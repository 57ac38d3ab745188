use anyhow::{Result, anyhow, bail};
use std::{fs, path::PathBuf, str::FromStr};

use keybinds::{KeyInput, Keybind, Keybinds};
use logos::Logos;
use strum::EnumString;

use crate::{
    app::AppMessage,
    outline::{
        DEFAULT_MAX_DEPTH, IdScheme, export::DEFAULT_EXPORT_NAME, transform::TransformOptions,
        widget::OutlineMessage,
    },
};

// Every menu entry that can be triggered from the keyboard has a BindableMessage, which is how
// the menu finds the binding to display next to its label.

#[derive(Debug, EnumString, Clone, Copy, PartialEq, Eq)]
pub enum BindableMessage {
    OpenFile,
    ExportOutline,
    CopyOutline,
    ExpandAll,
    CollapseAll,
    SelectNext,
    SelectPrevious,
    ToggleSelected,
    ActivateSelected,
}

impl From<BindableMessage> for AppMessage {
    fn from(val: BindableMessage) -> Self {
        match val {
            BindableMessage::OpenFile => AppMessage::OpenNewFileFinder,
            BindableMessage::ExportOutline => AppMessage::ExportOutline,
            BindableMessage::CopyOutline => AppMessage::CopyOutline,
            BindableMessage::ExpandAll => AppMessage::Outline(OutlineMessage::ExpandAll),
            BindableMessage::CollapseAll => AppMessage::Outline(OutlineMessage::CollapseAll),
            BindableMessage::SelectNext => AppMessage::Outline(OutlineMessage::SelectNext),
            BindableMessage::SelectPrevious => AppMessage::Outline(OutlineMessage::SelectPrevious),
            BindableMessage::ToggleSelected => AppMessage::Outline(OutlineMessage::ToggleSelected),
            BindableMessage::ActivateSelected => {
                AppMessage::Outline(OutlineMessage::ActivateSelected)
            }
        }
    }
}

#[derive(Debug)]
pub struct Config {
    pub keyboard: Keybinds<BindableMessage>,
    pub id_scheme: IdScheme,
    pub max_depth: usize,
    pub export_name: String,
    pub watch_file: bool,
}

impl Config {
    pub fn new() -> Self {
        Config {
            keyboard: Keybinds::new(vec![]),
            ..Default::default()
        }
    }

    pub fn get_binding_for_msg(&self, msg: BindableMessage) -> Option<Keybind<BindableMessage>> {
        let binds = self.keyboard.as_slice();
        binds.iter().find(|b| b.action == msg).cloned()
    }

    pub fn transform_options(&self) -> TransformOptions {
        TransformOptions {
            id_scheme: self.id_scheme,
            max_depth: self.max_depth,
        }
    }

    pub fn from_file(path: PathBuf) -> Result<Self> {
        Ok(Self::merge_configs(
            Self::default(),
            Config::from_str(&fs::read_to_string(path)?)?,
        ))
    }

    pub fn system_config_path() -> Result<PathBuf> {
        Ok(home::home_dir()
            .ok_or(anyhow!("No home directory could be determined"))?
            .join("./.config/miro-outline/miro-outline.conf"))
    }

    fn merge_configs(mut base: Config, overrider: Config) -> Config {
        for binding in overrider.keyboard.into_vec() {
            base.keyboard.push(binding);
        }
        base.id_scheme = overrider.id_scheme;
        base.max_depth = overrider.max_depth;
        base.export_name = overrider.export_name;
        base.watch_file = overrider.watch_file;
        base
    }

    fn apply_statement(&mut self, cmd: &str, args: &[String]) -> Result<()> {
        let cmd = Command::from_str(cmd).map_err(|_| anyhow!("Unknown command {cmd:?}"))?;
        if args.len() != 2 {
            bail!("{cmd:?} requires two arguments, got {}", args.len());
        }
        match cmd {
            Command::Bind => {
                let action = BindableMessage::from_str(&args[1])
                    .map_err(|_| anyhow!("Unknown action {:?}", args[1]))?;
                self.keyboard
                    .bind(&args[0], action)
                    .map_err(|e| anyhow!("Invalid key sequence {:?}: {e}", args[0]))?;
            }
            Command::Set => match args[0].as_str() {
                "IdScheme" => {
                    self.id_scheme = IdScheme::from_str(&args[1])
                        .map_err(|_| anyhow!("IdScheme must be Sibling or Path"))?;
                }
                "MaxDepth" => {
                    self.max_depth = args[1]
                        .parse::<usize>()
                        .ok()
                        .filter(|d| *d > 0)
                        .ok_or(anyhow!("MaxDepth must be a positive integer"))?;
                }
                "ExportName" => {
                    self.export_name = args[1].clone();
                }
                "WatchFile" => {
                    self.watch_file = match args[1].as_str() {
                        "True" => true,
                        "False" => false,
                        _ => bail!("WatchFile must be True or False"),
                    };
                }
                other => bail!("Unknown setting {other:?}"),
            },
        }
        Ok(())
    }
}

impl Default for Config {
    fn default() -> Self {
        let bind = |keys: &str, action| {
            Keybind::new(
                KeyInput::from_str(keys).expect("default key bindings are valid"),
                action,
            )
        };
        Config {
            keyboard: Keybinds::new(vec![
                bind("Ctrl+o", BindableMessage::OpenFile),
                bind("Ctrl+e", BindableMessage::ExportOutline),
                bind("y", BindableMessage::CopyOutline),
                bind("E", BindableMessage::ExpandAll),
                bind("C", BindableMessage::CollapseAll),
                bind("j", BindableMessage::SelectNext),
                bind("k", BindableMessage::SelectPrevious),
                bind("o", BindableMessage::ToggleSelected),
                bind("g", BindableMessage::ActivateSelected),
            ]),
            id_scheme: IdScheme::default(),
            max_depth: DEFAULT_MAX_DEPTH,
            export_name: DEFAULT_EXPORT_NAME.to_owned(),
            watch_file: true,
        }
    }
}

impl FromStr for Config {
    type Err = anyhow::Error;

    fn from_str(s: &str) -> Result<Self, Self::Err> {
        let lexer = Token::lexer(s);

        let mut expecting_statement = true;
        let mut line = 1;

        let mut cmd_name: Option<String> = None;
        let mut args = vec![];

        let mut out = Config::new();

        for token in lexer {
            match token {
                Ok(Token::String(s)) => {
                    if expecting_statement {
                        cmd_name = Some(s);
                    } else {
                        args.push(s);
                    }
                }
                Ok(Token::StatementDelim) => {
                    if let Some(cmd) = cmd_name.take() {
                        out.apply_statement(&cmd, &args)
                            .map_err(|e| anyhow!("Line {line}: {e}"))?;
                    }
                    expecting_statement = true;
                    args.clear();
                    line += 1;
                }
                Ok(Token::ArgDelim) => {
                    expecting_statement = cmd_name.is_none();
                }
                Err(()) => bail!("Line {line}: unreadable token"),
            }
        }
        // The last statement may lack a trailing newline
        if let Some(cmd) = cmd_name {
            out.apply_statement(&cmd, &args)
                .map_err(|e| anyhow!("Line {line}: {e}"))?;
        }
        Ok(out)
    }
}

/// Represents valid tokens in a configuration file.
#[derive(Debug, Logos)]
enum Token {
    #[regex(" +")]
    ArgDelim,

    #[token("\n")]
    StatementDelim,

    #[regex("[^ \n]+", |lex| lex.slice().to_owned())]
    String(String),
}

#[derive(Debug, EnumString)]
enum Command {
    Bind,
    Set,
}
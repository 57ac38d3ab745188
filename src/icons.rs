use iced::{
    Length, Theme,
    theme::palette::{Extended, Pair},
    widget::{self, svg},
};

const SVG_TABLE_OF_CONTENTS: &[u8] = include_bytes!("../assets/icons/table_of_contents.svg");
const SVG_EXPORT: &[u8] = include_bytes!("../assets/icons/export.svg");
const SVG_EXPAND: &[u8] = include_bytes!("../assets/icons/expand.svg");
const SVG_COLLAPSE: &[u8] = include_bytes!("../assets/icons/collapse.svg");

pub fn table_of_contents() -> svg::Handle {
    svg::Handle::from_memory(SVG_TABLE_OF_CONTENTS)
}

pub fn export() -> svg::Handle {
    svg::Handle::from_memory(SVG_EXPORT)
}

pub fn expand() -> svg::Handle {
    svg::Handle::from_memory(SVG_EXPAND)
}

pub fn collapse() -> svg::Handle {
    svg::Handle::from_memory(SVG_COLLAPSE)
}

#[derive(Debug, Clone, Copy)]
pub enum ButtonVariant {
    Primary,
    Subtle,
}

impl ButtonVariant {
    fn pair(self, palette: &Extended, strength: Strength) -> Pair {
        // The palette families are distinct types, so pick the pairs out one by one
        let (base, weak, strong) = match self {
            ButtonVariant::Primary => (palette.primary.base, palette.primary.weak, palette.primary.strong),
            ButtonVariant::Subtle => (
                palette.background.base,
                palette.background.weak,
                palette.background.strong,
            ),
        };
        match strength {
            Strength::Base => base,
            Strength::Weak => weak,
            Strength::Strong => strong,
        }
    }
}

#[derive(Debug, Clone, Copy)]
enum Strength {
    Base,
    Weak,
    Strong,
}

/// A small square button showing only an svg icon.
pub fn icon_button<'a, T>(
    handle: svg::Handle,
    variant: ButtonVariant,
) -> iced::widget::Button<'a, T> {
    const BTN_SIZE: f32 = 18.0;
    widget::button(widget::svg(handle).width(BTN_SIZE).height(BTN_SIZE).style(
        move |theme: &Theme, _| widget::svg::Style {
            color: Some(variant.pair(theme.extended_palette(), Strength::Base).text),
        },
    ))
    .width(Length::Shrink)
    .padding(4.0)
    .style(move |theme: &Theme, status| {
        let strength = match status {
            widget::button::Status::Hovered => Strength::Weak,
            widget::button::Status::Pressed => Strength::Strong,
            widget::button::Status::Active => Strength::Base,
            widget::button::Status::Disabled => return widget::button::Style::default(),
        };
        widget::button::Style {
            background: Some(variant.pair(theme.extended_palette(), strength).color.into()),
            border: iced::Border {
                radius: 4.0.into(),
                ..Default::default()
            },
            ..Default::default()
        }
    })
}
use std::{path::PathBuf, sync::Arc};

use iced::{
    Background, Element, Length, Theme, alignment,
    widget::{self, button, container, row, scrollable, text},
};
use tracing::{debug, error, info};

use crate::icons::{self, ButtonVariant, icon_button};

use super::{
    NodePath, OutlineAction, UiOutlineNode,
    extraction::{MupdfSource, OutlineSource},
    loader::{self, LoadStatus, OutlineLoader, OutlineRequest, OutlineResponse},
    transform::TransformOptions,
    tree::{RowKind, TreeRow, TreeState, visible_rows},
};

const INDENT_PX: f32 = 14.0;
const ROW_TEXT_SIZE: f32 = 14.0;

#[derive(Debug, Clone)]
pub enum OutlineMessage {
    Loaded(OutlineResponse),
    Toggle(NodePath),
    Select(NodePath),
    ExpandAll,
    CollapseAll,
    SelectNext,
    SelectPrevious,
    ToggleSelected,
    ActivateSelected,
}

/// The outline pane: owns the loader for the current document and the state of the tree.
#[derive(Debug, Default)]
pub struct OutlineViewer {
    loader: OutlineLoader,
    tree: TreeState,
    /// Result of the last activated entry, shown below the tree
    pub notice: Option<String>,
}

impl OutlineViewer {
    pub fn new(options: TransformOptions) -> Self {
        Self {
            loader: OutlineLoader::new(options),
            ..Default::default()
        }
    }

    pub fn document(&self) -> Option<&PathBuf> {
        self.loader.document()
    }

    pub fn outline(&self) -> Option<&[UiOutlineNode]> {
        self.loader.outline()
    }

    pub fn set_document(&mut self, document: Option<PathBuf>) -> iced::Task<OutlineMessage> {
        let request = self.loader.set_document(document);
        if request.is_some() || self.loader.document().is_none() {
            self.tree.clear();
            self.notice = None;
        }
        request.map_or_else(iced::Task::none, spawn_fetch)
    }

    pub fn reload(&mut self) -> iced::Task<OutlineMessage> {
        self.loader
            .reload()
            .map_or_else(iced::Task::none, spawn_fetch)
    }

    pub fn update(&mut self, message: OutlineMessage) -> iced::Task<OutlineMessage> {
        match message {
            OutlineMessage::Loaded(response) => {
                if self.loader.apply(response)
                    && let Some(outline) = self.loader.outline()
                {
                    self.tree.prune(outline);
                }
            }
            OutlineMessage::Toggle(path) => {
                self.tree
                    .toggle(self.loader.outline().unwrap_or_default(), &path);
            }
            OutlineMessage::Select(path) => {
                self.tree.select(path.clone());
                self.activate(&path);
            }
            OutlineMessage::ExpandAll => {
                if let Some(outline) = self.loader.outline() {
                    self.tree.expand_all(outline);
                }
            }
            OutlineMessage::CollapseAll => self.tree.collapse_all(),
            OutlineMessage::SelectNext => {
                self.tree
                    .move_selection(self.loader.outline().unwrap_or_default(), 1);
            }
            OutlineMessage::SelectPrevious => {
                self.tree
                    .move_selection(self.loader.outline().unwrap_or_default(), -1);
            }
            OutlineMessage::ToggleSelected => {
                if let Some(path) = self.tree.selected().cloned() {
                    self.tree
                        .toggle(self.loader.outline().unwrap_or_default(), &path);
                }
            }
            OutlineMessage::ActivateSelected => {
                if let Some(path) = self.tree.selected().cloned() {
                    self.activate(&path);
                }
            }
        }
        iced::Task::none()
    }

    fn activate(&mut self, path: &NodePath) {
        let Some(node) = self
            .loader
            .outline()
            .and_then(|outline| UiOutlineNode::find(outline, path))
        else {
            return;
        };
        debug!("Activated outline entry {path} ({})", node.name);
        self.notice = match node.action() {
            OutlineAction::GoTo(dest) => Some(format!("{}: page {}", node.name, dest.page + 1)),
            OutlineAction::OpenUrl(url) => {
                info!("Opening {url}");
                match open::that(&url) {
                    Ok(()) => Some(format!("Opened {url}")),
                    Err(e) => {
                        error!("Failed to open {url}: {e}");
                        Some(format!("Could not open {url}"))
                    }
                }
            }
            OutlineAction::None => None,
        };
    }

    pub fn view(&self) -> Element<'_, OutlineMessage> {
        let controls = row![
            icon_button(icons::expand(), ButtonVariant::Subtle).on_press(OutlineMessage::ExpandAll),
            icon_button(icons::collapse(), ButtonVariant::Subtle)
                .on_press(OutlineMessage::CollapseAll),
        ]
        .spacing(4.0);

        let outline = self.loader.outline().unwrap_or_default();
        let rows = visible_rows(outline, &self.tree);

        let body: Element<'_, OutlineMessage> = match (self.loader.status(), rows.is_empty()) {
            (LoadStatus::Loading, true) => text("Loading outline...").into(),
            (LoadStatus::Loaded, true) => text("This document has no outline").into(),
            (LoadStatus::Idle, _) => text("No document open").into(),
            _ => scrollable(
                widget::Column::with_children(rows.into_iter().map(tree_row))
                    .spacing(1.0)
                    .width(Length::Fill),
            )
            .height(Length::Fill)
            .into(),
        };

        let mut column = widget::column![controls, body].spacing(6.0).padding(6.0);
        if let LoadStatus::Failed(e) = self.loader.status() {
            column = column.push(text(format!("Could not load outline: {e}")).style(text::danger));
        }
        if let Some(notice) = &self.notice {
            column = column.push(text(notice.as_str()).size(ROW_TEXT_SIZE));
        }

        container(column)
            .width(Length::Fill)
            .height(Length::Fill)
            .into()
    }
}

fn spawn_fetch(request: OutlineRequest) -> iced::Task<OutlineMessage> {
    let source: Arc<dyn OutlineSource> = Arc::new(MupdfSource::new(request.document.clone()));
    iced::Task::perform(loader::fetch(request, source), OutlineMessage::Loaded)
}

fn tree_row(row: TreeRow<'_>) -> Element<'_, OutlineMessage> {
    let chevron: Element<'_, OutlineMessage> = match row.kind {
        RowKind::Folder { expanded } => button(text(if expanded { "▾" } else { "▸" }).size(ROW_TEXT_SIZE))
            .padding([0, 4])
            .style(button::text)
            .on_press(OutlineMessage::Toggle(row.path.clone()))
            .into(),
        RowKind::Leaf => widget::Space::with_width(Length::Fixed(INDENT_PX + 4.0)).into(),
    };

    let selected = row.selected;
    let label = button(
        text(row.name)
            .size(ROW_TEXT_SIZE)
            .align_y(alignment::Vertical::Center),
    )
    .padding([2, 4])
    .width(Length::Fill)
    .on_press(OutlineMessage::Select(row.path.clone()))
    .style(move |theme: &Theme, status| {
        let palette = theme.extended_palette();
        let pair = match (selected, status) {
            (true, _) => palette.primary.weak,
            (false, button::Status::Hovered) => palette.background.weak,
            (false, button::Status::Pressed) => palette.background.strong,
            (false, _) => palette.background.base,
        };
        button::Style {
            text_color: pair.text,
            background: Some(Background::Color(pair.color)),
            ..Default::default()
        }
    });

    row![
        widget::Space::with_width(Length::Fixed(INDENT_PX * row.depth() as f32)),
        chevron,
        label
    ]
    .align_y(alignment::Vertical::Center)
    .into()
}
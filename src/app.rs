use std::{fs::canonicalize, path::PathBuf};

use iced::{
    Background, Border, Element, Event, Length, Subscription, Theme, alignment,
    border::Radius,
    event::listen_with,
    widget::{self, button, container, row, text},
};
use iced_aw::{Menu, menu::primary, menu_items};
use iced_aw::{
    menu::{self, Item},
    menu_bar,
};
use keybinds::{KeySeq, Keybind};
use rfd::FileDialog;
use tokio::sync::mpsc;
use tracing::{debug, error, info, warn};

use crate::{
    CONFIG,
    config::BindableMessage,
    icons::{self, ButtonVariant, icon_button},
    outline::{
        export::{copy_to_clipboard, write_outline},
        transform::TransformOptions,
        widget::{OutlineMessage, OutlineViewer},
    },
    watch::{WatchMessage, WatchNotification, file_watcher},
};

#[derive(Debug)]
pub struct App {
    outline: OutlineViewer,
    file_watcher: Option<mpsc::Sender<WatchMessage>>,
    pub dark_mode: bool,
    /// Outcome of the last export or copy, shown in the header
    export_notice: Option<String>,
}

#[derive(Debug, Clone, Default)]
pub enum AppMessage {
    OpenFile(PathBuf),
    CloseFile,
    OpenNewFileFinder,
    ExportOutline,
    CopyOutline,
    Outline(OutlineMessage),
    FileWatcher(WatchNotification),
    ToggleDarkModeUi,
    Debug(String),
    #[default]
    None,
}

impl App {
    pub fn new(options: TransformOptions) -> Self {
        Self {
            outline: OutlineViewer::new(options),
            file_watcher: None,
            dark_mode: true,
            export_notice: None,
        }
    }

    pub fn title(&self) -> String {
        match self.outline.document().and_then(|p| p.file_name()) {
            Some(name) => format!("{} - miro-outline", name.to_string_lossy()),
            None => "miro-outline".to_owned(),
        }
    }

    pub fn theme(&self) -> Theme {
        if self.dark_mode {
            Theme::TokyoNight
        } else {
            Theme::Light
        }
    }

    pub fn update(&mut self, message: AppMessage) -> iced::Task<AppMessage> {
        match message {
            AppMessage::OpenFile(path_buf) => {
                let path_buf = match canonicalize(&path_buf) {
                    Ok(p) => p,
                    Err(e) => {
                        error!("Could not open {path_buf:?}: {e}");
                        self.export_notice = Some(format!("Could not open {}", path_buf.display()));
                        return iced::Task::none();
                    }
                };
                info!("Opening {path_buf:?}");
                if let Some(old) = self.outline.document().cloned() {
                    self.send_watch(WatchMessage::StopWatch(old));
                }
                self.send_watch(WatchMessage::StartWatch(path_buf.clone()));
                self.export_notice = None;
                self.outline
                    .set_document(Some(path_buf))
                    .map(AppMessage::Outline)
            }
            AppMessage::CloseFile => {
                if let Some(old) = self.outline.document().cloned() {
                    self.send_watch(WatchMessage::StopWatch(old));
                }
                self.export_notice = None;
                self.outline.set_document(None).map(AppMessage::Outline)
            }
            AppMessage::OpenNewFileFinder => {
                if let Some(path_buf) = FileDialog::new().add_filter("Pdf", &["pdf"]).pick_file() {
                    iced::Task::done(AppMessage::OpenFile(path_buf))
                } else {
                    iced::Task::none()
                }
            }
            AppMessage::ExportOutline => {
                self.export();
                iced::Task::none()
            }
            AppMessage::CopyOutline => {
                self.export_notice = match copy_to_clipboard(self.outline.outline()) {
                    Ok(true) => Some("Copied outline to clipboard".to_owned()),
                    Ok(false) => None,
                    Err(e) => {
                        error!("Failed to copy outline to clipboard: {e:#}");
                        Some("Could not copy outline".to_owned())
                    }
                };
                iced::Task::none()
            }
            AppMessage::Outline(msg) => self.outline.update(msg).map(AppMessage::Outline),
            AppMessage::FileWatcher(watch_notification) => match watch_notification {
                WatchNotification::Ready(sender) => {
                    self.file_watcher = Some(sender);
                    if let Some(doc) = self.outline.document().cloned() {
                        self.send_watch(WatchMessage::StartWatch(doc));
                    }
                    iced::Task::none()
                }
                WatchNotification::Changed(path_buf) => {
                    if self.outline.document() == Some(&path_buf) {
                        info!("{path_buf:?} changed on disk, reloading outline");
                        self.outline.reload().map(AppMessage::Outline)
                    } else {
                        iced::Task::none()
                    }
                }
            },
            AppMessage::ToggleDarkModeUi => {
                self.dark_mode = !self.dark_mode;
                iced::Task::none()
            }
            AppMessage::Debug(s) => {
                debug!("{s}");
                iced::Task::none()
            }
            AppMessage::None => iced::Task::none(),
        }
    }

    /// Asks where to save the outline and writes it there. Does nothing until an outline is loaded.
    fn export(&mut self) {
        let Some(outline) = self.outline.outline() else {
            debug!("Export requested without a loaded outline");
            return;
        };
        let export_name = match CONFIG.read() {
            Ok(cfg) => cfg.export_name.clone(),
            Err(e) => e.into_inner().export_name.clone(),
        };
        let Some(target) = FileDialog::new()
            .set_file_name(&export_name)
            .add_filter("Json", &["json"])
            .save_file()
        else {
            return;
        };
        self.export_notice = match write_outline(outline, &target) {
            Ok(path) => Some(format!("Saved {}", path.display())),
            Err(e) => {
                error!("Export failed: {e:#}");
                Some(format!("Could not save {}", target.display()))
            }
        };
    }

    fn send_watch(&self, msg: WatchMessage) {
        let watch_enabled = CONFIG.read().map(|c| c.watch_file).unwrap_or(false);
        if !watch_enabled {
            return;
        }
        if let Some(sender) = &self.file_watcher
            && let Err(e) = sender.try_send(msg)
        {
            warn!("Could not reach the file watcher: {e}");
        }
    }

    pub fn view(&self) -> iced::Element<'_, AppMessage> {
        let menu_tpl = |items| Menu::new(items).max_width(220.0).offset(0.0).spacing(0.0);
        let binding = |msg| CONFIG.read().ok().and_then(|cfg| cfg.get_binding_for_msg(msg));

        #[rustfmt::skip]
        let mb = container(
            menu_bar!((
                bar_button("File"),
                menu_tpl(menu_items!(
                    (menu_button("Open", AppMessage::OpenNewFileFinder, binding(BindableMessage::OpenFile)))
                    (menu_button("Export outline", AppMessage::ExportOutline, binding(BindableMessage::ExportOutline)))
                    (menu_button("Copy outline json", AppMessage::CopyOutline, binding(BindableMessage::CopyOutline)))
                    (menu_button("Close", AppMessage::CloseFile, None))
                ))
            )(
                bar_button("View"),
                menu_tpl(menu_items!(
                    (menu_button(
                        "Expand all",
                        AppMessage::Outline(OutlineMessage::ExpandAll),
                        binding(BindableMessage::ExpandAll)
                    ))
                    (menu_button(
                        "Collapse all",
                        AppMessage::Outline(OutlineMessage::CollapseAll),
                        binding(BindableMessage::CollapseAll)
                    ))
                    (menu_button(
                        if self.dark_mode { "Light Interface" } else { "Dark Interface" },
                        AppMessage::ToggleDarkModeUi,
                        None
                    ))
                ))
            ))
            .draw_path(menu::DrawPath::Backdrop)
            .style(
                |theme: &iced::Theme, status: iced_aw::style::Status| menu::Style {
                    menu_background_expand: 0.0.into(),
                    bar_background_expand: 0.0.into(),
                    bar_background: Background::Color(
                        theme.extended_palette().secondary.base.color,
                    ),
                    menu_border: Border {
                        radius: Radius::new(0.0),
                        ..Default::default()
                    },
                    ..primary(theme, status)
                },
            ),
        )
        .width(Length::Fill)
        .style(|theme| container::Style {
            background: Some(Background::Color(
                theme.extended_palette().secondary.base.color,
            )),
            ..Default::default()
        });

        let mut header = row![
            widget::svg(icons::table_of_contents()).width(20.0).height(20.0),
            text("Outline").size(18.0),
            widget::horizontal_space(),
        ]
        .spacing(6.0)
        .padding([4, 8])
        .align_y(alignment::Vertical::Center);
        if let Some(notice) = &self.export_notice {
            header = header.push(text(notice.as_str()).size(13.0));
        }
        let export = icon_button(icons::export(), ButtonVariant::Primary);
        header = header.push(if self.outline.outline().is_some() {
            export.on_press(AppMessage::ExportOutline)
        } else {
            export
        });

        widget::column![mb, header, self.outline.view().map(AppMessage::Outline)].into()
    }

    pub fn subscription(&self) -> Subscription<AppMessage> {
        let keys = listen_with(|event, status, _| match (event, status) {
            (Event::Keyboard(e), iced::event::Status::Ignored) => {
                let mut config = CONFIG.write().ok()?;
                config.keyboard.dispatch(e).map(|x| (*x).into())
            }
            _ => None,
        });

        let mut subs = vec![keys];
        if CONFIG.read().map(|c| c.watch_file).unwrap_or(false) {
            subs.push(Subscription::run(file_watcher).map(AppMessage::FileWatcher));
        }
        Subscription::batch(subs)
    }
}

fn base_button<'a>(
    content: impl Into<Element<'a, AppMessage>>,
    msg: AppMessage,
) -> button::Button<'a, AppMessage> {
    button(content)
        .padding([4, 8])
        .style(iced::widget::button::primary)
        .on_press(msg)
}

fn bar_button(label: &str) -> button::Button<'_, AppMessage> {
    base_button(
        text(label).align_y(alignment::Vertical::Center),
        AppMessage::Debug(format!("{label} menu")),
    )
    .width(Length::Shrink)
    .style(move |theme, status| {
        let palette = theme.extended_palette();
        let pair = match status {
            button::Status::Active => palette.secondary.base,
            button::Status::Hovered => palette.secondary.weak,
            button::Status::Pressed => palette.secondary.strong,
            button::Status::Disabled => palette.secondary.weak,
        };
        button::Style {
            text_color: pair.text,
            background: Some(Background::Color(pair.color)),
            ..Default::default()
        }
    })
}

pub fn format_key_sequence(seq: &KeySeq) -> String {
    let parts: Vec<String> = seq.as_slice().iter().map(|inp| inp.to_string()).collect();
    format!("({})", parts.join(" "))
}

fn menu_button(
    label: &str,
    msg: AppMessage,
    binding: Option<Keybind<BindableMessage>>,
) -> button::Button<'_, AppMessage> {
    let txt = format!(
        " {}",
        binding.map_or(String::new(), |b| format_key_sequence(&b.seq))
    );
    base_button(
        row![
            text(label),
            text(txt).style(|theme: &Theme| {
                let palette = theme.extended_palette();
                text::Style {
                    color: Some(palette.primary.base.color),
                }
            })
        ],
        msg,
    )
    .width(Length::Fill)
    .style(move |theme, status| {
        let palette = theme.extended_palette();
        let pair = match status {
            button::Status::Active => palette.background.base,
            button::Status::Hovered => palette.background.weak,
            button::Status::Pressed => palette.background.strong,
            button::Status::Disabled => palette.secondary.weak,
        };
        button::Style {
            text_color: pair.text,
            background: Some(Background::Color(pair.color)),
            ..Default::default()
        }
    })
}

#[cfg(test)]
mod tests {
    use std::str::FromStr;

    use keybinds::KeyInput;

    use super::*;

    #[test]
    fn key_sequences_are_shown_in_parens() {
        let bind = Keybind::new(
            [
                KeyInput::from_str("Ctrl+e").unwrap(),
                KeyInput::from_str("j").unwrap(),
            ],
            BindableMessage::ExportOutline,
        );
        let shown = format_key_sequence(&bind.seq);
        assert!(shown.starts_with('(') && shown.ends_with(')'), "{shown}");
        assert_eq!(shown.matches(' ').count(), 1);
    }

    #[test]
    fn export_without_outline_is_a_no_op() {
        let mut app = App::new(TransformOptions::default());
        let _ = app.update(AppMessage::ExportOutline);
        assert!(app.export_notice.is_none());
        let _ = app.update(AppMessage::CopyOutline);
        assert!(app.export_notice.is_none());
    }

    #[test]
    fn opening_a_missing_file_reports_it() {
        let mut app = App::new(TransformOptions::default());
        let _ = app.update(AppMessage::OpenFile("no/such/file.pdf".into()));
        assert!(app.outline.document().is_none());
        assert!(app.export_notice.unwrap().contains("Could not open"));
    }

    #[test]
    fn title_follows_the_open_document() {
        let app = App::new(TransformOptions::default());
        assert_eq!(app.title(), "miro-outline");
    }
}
::::
— WHAT THE TASK REQUIRES —
Some lines in the material contain "CloseFile". Show all of them.

— THE COMPLETED TASK —
    CloseFile,
            AppMessage::CloseFile => {
                    (menu_button("Close", AppMessage::CloseFile, None))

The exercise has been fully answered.